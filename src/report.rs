//! Plain-text reports for one team, from matches or from tournament tables.
//!
//! Line formatting is done by pure functions; [`write_report`] and
//! [`write_standings_report`] only add terminal styling to headings and
//! write everything to the given sink.

use crossterm::style::{Attribute, Color, Stylize, style};
use std::collections::BTreeMap;
use std::io::Write;

use crate::data_fetcher::models::{AggregationResult, MatchRecord, Standing};
use crate::error::AppError;
use crate::stats::{
    AggregateStats, TeamSeasonStats, TeamSummary, fairness_stats, filter_team_matches,
    group_by_tournament, outcome_stats, team_display_name,
};

const RULE: &str = "────────────────────────────────────────";

/// `  2024-05-12: Grótta vs KR (3-1)`
pub fn format_match_line(record: &MatchRecord) -> String {
    let home = record.home_team_name.as_deref().unwrap_or("Unknown");
    let away = record.away_team_name.as_deref().unwrap_or("Unknown");
    format!(
        "  {}: {} vs {} ({})",
        record.display_date(),
        home,
        away,
        record.display_score()
    )
}

pub fn format_outcome_line(stats: &AggregateStats<crate::stats::OutcomeStats>) -> String {
    format!("  Outcome: {stats}")
}

pub fn format_fairness_line(stats: &AggregateStats<crate::stats::FairnessStats>) -> String {
    format!("  Fairness: {stats}")
}

fn percent(ratio: f64) -> f64 {
    ratio * 100.0
}

pub fn format_season_line(season: &TeamSeasonStats) -> String {
    format!(
        "  {}: {} played, {}W {}D {}L, goals {}-{} ({:+}), win rate {:.1}%",
        season.year,
        season.matches_played,
        season.wins,
        season.draws,
        season.losses,
        season.goals_for,
        season.goals_against,
        season.goal_difference(),
        percent(season.win_ratio())
    )
}

/// `  Íslandsmót 5. fl. karla A: 10 played, 6W 2D 2L, goals 31-14, 20 pts`
pub fn format_standing_line(standing: &Standing) -> String {
    let points = standing
        .points
        .map(|p| format!(", {p} pts"))
        .unwrap_or_default();
    format!(
        "  {}: {} played, {}W {}D {}L, goals {}-{}{}",
        standing.tournament_name,
        standing.played,
        standing.wins,
        standing.draws,
        standing.losses,
        standing.goals_for,
        standing.goals_against,
        points
    )
}

/// Summary lines without the heading.
pub fn format_summary_lines(summary: &TeamSummary) -> Vec<String> {
    if summary.total_matches == 0 {
        return vec!["  No matches played in this period".to_string()];
    }

    let mut lines = vec![
        format!("  Matches played: {}", summary.total_matches),
        format!(
            "  Record: {}W {}D {}L",
            summary.total_wins, summary.total_draws, summary.total_losses
        ),
        format!(
            "  Goals: {}-{}",
            summary.total_goals_for, summary.total_goals_against
        ),
        format!(
            "  (W: {:.1}% / D: {:.1}% / L: {:.1}%)",
            percent(summary.overall_win_ratio()),
            percent(summary.overall_draw_ratio()),
            percent(summary.overall_loss_ratio())
        ),
    ];
    lines.extend(summary.yearly.iter().map(format_season_line));
    lines
}

fn heading(out: &mut impl Write, text: &str, color: Color) -> Result<(), AppError> {
    writeln!(out, "{}", style(text).with(color).attribute(Attribute::Bold))?;
    Ok(())
}

/// Writes the full report for `team_id` over `start_year..=end_year`.
pub fn write_report<W: Write>(
    out: &mut W,
    result: &AggregationResult,
    team_id: &str,
    start_year: i32,
    end_year: i32,
) -> Result<(), AppError> {
    let team_name = team_display_name(&result.all_matches, team_id);

    writeln!(out, "Total matches found: {}", result.total_matches)?;

    for (year, matches) in result.years_descending() {
        let team_matches = filter_team_matches(matches, team_id);

        writeln!(out)?;
        heading(out, &format!("=== {year} ==="), Color::Cyan)?;
        writeln!(out, "Total matches: {}", matches.len())?;
        writeln!(out, "Matches involving {team_name}: {}", team_matches.len())?;

        for group in group_by_tournament(&team_matches) {
            writeln!(out)?;
            heading(out, &group.tournament_name, Color::Yellow)?;
            for record in group.sorted_by_date() {
                writeln!(out, "{}", format_match_line(record))?;
            }
            writeln!(
                out,
                "{}",
                format_outcome_line(&outcome_stats(&group.matches, team_id))
            )?;
            writeln!(
                out,
                "{}",
                format_fairness_line(&fairness_stats(&group.matches))
            )?;
        }
    }

    let summary = TeamSummary::from_aggregation(result, team_id, start_year, end_year);
    write_summary(out, &summary, start_year, end_year)
}

fn write_summary<W: Write>(
    out: &mut W,
    summary: &TeamSummary,
    start_year: i32,
    end_year: i32,
) -> Result<(), AppError> {
    writeln!(out)?;
    writeln!(out, "{RULE}")?;
    heading(
        out,
        &format!("{} {start_year}-{end_year}", summary.team_name),
        Color::Green,
    )?;
    for line in format_summary_lines(summary) {
        writeln!(out, "{line}")?;
    }
    out.flush()?;
    Ok(())
}

/// Writes `team_id`'s tournament table lines per season, then the summary
/// built from those tables.
pub fn write_standings_report<W: Write>(
    out: &mut W,
    standings_by_year: &BTreeMap<i32, Vec<Standing>>,
    team_id: &str,
    start_year: i32,
    end_year: i32,
) -> Result<(), AppError> {
    let total: usize = standings_by_year.values().map(Vec::len).sum();
    writeln!(out, "Total table rows found: {total}")?;

    for (year, rows) in standings_by_year.iter().rev() {
        writeln!(out)?;
        heading(out, &format!("=== {year} ==="), Color::Cyan)?;
        let team_rows: Vec<&Standing> = rows.iter().filter(|s| s.is_team(team_id)).collect();
        if team_rows.is_empty() {
            writeln!(out, "  Not in any table")?;
        }
        for standing in team_rows {
            writeln!(out, "{}", format_standing_line(standing))?;
        }
    }

    let summary = TeamSummary::from_standings(standings_by_year, team_id, start_year, end_year);
    write_summary(out, &summary, start_year, end_year)
}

→ Problem description:
Output the entries verbatim.

→ Response:
filename src/report.rs
//! Plain-text reports for one team, from matches or from tournament tables.
//!
//! Line formatting is done by pure functions; [`write_report`] and
//! [`write_standings_report`] only add terminal styling to headings and
//! write everything to the given sink.

use crossterm::style::{Attribute, Color, Stylize, style};
use std::collections::BTreeMap;
use std::io::Write;

use crate::data_fetcher::models::{AggregationResult, MatchRecord, Standing};
use crate::error::AppError;
use crate::stats::{
    AggregateStats, TeamSeasonStats, TeamSummary, fairness_stats, filter_team_matches,
    group_by_tournament, outcome_stats, team_display_name,
};

const RULE: &str = "────────────────────────────────────────";

/// `  2024-05-12: Grótta vs KR (3-1)`
pub fn format_match_line(record: &MatchRecord) -> String {
    let home = record.home_team_name.as_deref().unwrap_or("Unknown");
    let away = record.away_team_name.as_deref().unwrap_or("Unknown");
    format!(
        "  {}: {} vs {} ({})",
        record.display_date(),
        home,
        away,
        record.display_score()
    )
}

pub fn format_outcome_line(stats: &AggregateStats<crate::stats::OutcomeStats>) -> String {
    format!("  Outcome: {stats}")
}

pub fn format_fairness_line(stats: &AggregateStats<crate::stats::FairnessStats>) -> String {
    format!("  Fairness: {stats}")
}

fn percent(ratio: f64) -> f64 {
    ratio * 100.0
}

pub fn format_season_line(season: &TeamSeasonStats) -> String {
    format!(
        "  {}: {} played, {}W {}D {}L, goals {}-{} ({:+}), win rate {:.1}%",
        season.year,
        season.matches_played,
        season.wins,
        season.draws,
        season.losses,
        season.goals_for,
        season.goals_against,
        season.goal_difference(),
        percent(season.win_ratio())
    )
}

/// `  Íslandsmót 5. fl. karla A: 10 played, 6W 2D 2L, goals 31-14, 20 pts`
pub fn format_standing_line(standing: &Standing) -> String {
    let points = standing
        .points
        .map(|p| format!(", {p} pts"))
        .unwrap_or_default();
    format!(
        "  {}: {} played, {}W {}D {}L, goals {}-{}{}",
        standing.tournament_name,
        standing.played,
        standing.wins,
        standing.draws,
        standing.losses,
        standing.goals_for,
        standing.goals_against,
        points
    )
}

/// Summary lines without the heading.
pub fn format_summary_lines(summary: &TeamSummary) -> Vec<String> {
    if summary.total_matches == 0 {
        return vec!["  No matches played in this period".to_string()];
    }

    let mut lines = vec![
        format!("  Matches played: {}", summary.total_matches),
        format!(
            "  Record: {}W {}D {}L",
            summary.total_wins, summary.total_draws, summary.total_losses
        ),
        format!(
            "  Goals: {}-{}",
            summary.total_goals_for, summary.total_goals_against
        ),
        format!(
            "  (W: {:.1}% / D: {:.1}% / L: {:.1}%)",
            percent(summary.overall_win_ratio()),
            percent(summary.overall_draw_ratio()),
            percent(summary.overall_loss_ratio())
        ),
    ];
    lines.extend(summary.yearly.iter().map(format_season_line));
    lines
}

fn heading(out: &mut impl Write, text: &str, color: Color) -> Result<(), AppError> {
    writeln!(out, "{}", style(text).with(color).attribute(Attribute::Bold))?;
    Ok(())
}

/// Writes the full report for `team_id` over `start_year..=end_year`.
pub fn write_report<W: Write>(
    out: &mut W,
    result: &AggregationResult,
    team_id: &str,
    start_year: i32,
    end_year: i32,
) -> Result<(), AppError> {
    let team_name = team_display_name(&result.all_matches, team_id);

    writeln!(out, "Total matches found: {}", result.total_matches)?;

    for (year, matches) in result.years_descending() {
        let team_matches = filter_team_matches(matches, team_id);

        writeln!(out)?;
        heading(out, &format!("=== {year} ==="), Color::Cyan)?;
        writeln!(out, "Total matches: {}", matches.len())?;
        writeln!(out, "Matches involving {team_name}: {}", team_matches.len())?;

        for group in group_by_tournament(&team_matches) {
            writeln!(out)?;
            heading(out, &group.tournament_name, Color::Yellow)?;
            for record in group.sorted_by_date() {
                writeln!(out, "{}", format_match_line(record))?;
            }
            writeln!(
                out,
                "{}",
                format_outcome_line(&outcome_stats(&group.matches, team_id))
            )?;
            writeln!(
                out,
                "{}",
                format_fairness_line(&fairness_stats(&group.matches))
            )?;
        }
    }

    let summary = TeamSummary::from_aggregation(result, team_id, start_year, end_year);
    write_summary(out, &summary, start_year, end_year)
}

fn write_summary<W: Write>(
    out: &mut W,
    summary: &TeamSummary,
    start_year: i32,
    end_year: i32,
) -> Result<(), AppError> {
    writeln!(out)?;
    writeln!(out, "{RULE}")?;
    heading(
        out,
        &format!("{} {start_year}-{end_year}", summary.team_name),
        Color::Green,
    )?;
    for line in format_summary_lines(summary) {
        writeln!(out, "{line}")?;
    }
    out.flush()?;
    Ok(())
}

/// Writes `team_id`'s tournament table lines per season, then the summary
/// built from those tables.
pub fn write_standings_report<W: Write>(
    out: &mut W,
    standings_by_year: &BTreeMap<i32, Vec<Standing>>,
    team_id: &str,
    start_year: i32,
    end_year: i32,
) -> Result<(), AppError> {
    let total: usize = standings_by_year.values().map(Vec::len).sum();
    writeln!(out, "Total table rows found: {total}")?;

    for (year, rows) in standings_by_year.iter().rev() {
        writeln!(out)?;
        heading(out, &format!("=== {year} ==="), Color::Cyan)?;
        let team_rows: Vec<&Standing> = rows.iter().filter(|s| s.is_team(team_id)).collect();
        if team_rows.is_empty() {
            writeln!(out, "  Not in any table")?;
        }
        for standing in team_rows {
            writeln!(out, "{}", format_standing_line(standing))?;
        }
    }

    let summary = TeamSummary::from_standings(standings_by_year, team_id, start_year, end_year);
    write_summary(out, &summary, start_year, end_year)
}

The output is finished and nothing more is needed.